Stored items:
[Start of Attachment]

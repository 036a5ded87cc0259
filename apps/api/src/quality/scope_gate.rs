use std::ops::RangeInclusive;

use crate::models::assignment::AssignmentScope;
use crate::models::request::AssignmentRequest;
use crate::quality::ValidationResult;

/// Accepted band for Σ(requirement minutes) / budget minutes, inclusive.
pub const MIN_TIME_RATIO: f64 = 0.85;
pub const MAX_TIME_RATIO: f64 = 1.15;
pub const MIN_BUSINESS_CONTEXT_CHARS: usize = 200;
pub const MAX_BUSINESS_CONTEXT_CHARS: usize = 2000;
pub const MIN_MUST_HAVE: usize = 3;
pub const MAX_MUST_HAVE: usize = 7;
pub const MIN_CONSTRAINTS: usize = 2;
/// Must-haves below this share of the total time suggest a lopsided scope.
const MIN_MUST_HAVE_SHARE: f64 = 0.5;

const GENERIC_TERMS: &[&str] = &["bookstore", "todo", "to-do", "blog", "e-commerce store"];

/// Whether a time ratio sits inside [0.85, 1.15]. NaN and infinities fail.
pub fn time_ratio_within_tolerance(ratio: f64) -> bool {
    (MIN_TIME_RATIO..=MAX_TIME_RATIO).contains(&ratio)
}

/// Whole-minute totals the gate accepts for a budget, used to give the model
/// a concrete target when a draft is regenerated.
pub fn accepted_minutes(budget_minutes: f64) -> RangeInclusive<u32> {
    let accepted = |m: &u32| time_ratio_within_tolerance(f64::from(*m) / budget_minutes);
    let low = (budget_minutes * MIN_TIME_RATIO).floor().max(1.0) as u32;
    let high = (budget_minutes * MAX_TIME_RATIO).ceil() as u32;
    let min = (low.saturating_sub(1)..=low + 2)
        .find(accepted)
        .unwrap_or(low);
    let max = (high.saturating_sub(2)..=high + 1)
        .rev()
        .find(accepted)
        .unwrap_or(high);
    min..=max
}

/// Phase 3 gate: is the scope realistic for the requested time budget?
///
/// FAIL conditions:
/// - total requirement minutes outside 85%–115% of the budget
/// - business context shorter than 200 characters
/// - must-have count outside 3–7
/// - a requirement with 0 minutes or no rationale
/// - a single requirement longer than the whole budget
///
/// WARN conditions:
/// - no nice-to-have requirements, fewer than 2 constraints
/// - 7 must-haves, business context over 2000 characters
/// - generic exercise themes, must-haves under half of the total time
pub fn check_scope(scope: &AssignmentScope, request: &AssignmentRequest) -> ValidationResult {
    let mut issues = Vec::new();
    let mut warnings = Vec::new();

    let total = scope.total_minutes();
    let expected = request.budget_minutes();
    let ratio = if expected > 0.0 {
        total as f64 / expected
    } else {
        f64::INFINITY
    };
    if !time_ratio_within_tolerance(ratio) {
        issues.push(format!(
            "Time mismatch: requirements sum to {total} minutes but budget is {expected:.0} minutes \
            (ratio {ratio:.2}, must be between {MIN_TIME_RATIO:.2} and {MAX_TIME_RATIO:.2})"
        ));
    }

    let context_chars = scope.business_context.trim().chars().count();
    if context_chars < MIN_BUSINESS_CONTEXT_CHARS {
        issues.push(format!(
            "Business context too brief ({context_chars} chars, minimum {MIN_BUSINESS_CONTEXT_CHARS} required)"
        ));
    } else if context_chars > MAX_BUSINESS_CONTEXT_CHARS {
        warnings.push(format!(
            "Business context quite long ({context_chars} chars, recommended maximum {MAX_BUSINESS_CONTEXT_CHARS})"
        ));
    }

    let must_have = scope.must_have.len();
    if must_have < MIN_MUST_HAVE {
        issues.push(format!(
            "Too few must-have requirements ({must_have}, minimum {MIN_MUST_HAVE})"
        ));
    } else if must_have > MAX_MUST_HAVE {
        issues.push(format!(
            "Too many must-have requirements ({must_have}, maximum {MAX_MUST_HAVE})"
        ));
    } else if must_have == MAX_MUST_HAVE {
        warnings.push(format!(
            "Many must-have requirements ({must_have}). Candidates may struggle to complete all within the time budget."
        ));
    }

    for requirement in scope.all_requirements() {
        let minutes = requirement.estimated_time_minutes;
        if minutes == 0 {
            issues.push(format!(
                "Requirement '{}' has no time estimate",
                requirement.description
            ));
        } else if f64::from(minutes) > expected {
            issues.push(format!(
                "Requirement '{}' alone takes {minutes} minutes, more than the whole {expected:.0}-minute budget",
                requirement.description
            ));
        }
        if requirement.why_it_matters.trim().is_empty() {
            issues.push(format!(
                "Requirement '{}' does not explain why it matters",
                requirement.description
            ));
        }
    }

    if scope.nice_to_have.is_empty() {
        warnings.push(
            "No nice-to-have requirements. Consider adding optional features to differentiate exceptional candidates."
                .to_string(),
        );
    }

    if scope.constraints.len() < MIN_CONSTRAINTS {
        warnings.push(format!(
            "Few constraints specified ({}). Consider adding more realistic constraints.",
            scope.constraints.len()
        ));
    }

    let context_lower = scope.business_context.to_lowercase();
    if let Some(term) = GENERIC_TERMS.iter().find(|t| context_lower.contains(*t)) {
        warnings.push(format!(
            "Business context may be too generic (contains '{term}'). Ensure it reflects specific job responsibilities."
        ));
    }

    if total > 0 {
        let share = scope.must_have_minutes() as f64 / total as f64;
        if share < MIN_MUST_HAVE_SHARE {
            warnings.push(format!(
                "Must-have requirements only account for {:.0}% of time. Consider moving some nice-to-have items to must-have.",
                share * 100.0
            ));
        }
    }

    ValidationResult::from_findings(issues, warnings)
}

#[cfg(test)]
mod tests {
    use super::*;
    use crate::models::request::SeniorityLevel;
    use crate::test_support::{requirement, sample_request, scope_with_minutes};

    fn four_hour_request() -> AssignmentRequest {
        sample_request(4.0, SeniorityLevel::Senior)
    }

    #[test]
    fn test_exact_budget_passes_without_warnings() {
        // 210 must-have + 30 nice-to-have = 240 = 1.0x of a 4h budget
        let scope = scope_with_minutes(&[45, 45, 40, 40, 40], &[30]);
        let result = check_scope(&scope, &four_hour_request());
        assert!(result.passed, "{:?}", result.issues);
        assert!(result.warnings.is_empty(), "{:?}", result.warnings);
    }

    #[test]
    fn test_far_under_budget_reports_time_mismatch() {
        let scope = scope_with_minutes(&[30, 30, 20], &[20]);
        let result = check_scope(&scope, &four_hour_request());
        assert!(!result.passed);
        assert!(result.issues[0].to_lowercase().contains("time mismatch"));
        assert!(result.issues[0].contains("100 minutes"));
        assert!(result.issues[0].contains("240 minutes"));
    }

    #[test]
    fn test_ratio_boundaries_are_inclusive() {
        // 204 / 240 = 0.85, 276 / 240 = 1.15
        let request = four_hour_request();
        assert!(check_scope(&scope_with_minutes(&[70, 70, 64], &[]), &request)
            .issues
            .is_empty());
        assert!(check_scope(&scope_with_minutes(&[92, 92, 92], &[]), &request)
            .issues
            .is_empty());
        assert!(!check_scope(&scope_with_minutes(&[70, 70, 63], &[]), &request).passed);
        assert!(!check_scope(&scope_with_minutes(&[92, 92, 93], &[]), &request).passed);
    }

    #[test]
    fn test_ratio_helper_at_thousandths() {
        assert!(time_ratio_within_tolerance(0.85));
        assert!(time_ratio_within_tolerance(1.15));
        assert!(time_ratio_within_tolerance(1.0));
        assert!(!time_ratio_within_tolerance(0.849));
        assert!(!time_ratio_within_tolerance(1.151));
        assert!(!time_ratio_within_tolerance(f64::INFINITY));
        assert!(!time_ratio_within_tolerance(f64::NAN));
    }

    #[test]
    fn test_ratio_just_outside_band_is_not_rounded_in() {
        assert!(!time_ratio_within_tolerance(0.84996));
        assert!(!time_ratio_within_tolerance(1.15004));

        // 170 minutes against a budget that puts the ratio at 0.84996
        let hours = 170.0 / 0.84996 / 60.0;
        let request = sample_request(hours, SeniorityLevel::Senior);
        let result = check_scope(&scope_with_minutes(&[60, 60, 50], &[]), &request);
        assert!(!result.passed);
        assert!(result.issues.iter().any(|i| i.contains("Time mismatch")));

        let range = accepted_minutes(request.budget_minutes());
        assert!(!range.contains(&170));
    }

    #[test]
    fn test_oversized_requirement_fails_without_overflow() {
        let scope = scope_with_minutes(&[u32::MAX, 1, 1], &[]);
        let result = check_scope(&scope, &four_hour_request());
        assert!(!result.passed);
        assert!(result.issues.iter().any(|i| i.contains("Time mismatch")));
        assert!(result
            .issues
            .iter()
            .any(|i| i.contains("more than the whole 240-minute budget")));

        let one_big = scope_with_minutes(&[241, 1, 1], &[]);
        assert!(check_scope(&one_big, &four_hour_request())
            .issues
            .iter()
            .any(|i| i.contains("alone takes 241 minutes")));
    }

    #[test]
    fn test_accepted_minutes_match_gate_bounds() {
        assert_eq!(accepted_minutes(240.0), 204..=276);
        assert_eq!(accepted_minutes(120.0), 102..=138);
        let range = accepted_minutes(150.0);
        assert!(time_ratio_within_tolerance(f64::from(*range.start()) / 150.0));
        assert!(!time_ratio_within_tolerance(f64::from(range.start() - 1) / 150.0));
        assert!(time_ratio_within_tolerance(f64::from(*range.end()) / 150.0));
        assert!(!time_ratio_within_tolerance(f64::from(range.end() + 1) / 150.0));
    }

    #[test]
    fn test_short_business_context_fails() {
        let mut scope = scope_with_minutes(&[80, 80, 80], &[]);
        scope.business_context = "A".repeat(199);
        let result = check_scope(&scope, &four_hour_request());
        assert!(result.issues.iter().any(|i| i.contains("too brief")));

        scope.business_context = "A".repeat(200);
        assert!(check_scope(&scope, &four_hour_request()).passed);
    }

    #[test]
    fn test_must_have_count_bounds() {
        let request = four_hour_request();
        let two = scope_with_minutes(&[120, 120], &[]);
        assert!(check_scope(&two, &request)
            .issues
            .iter()
            .any(|i| i.contains("Too few must-have")));

        let eight = scope_with_minutes(&[30; 8], &[]);
        assert!(check_scope(&eight, &request)
            .issues
            .iter()
            .any(|i| i.contains("Too many must-have")));

        let seven = scope_with_minutes(&[35, 35, 35, 35, 35, 35, 30], &[]);
        let result = check_scope(&seven, &request);
        assert!(result.passed);
        assert!(result.warnings.iter().any(|w| w.contains("Many must-have")));
    }

    #[test]
    fn test_soft_findings_only_warn() {
        let mut scope = scope_with_minutes(&[80, 80, 80], &[]);
        scope.constraints.truncate(1);
        let result = check_scope(&scope, &four_hour_request());
        assert!(result.passed);
        assert!(result.warnings.iter().any(|w| w.contains("nice-to-have")));
        assert!(result.warnings.iter().any(|w| w.contains("constraints")));
    }

    #[test]
    fn test_generic_theme_warns() {
        let mut scope = scope_with_minutes(&[80, 80, 80], &[20]);
        scope.business_context = format!("Build a todo service. {}", "x".repeat(220));
        let result = check_scope(&scope, &four_hour_request());
        assert!(result.warnings.iter().any(|w| w.contains("'todo'")));
    }

    #[test]
    fn test_lopsided_nice_to_have_warns() {
        let scope = scope_with_minutes(&[30, 30, 30], &[150]);
        let result = check_scope(&scope, &four_hour_request());
        assert!(result.passed);
        assert!(result.warnings.iter().any(|w| w.contains("38%")));
    }

    #[test]
    fn test_zero_minute_and_blank_rationale_fail() {
        let mut scope = scope_with_minutes(&[120, 120, 0], &[]);
        scope.must_have[1] = requirement("Blank why", 120);
        scope.must_have[1].why_it_matters = "  ".into();
        let result = check_scope(&scope, &four_hour_request());
        assert!(result.issues.iter().any(|i| i.contains("no time estimate")));
        assert!(result.issues.iter().any(|i| i.contains("why it matters")));
    }

    #[test]
    fn test_gate_is_deterministic() {
        let scope = scope_with_minutes(&[30, 30], &[]);
        let request = four_hour_request();
        let first = check_scope(&scope, &request);
        for _ in 0..10 {
            assert_eq!(check_scope(&scope, &request), first);
        }
    }
}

[End of Attachment]

Assigned task: The reply should consist solely of the lines above from the one that has "const GENERIC_TERMS: &[&str]" through the one that has "let low = (budget_minutes", reproduced exactly.

Solution for this task:
const GENERIC_TERMS: &[&str] = &["bookstore", "todo", "to-do", "blog", "e-commerce store"];

/// Whether a time ratio sits inside [0.85, 1.15]. NaN and infinities fail.
pub fn time_ratio_within_tolerance(ratio: f64) -> bool {
    (MIN_TIME_RATIO..=MAX_TIME_RATIO).contains(&ratio)
}

/// Whole-minute totals the gate accepts for a budget, used to give the model
/// a concrete target when a draft is regenerated.
pub fn accepted_minutes(budget_minutes: f64) -> RangeInclusive<u32> {
    let accepted = |m: &u32| time_ratio_within_tolerance(f64::from(*m) / budget_minutes);
    let low = (budget_minutes * MIN_TIME_RATIO).floor().max(1.0) as u32;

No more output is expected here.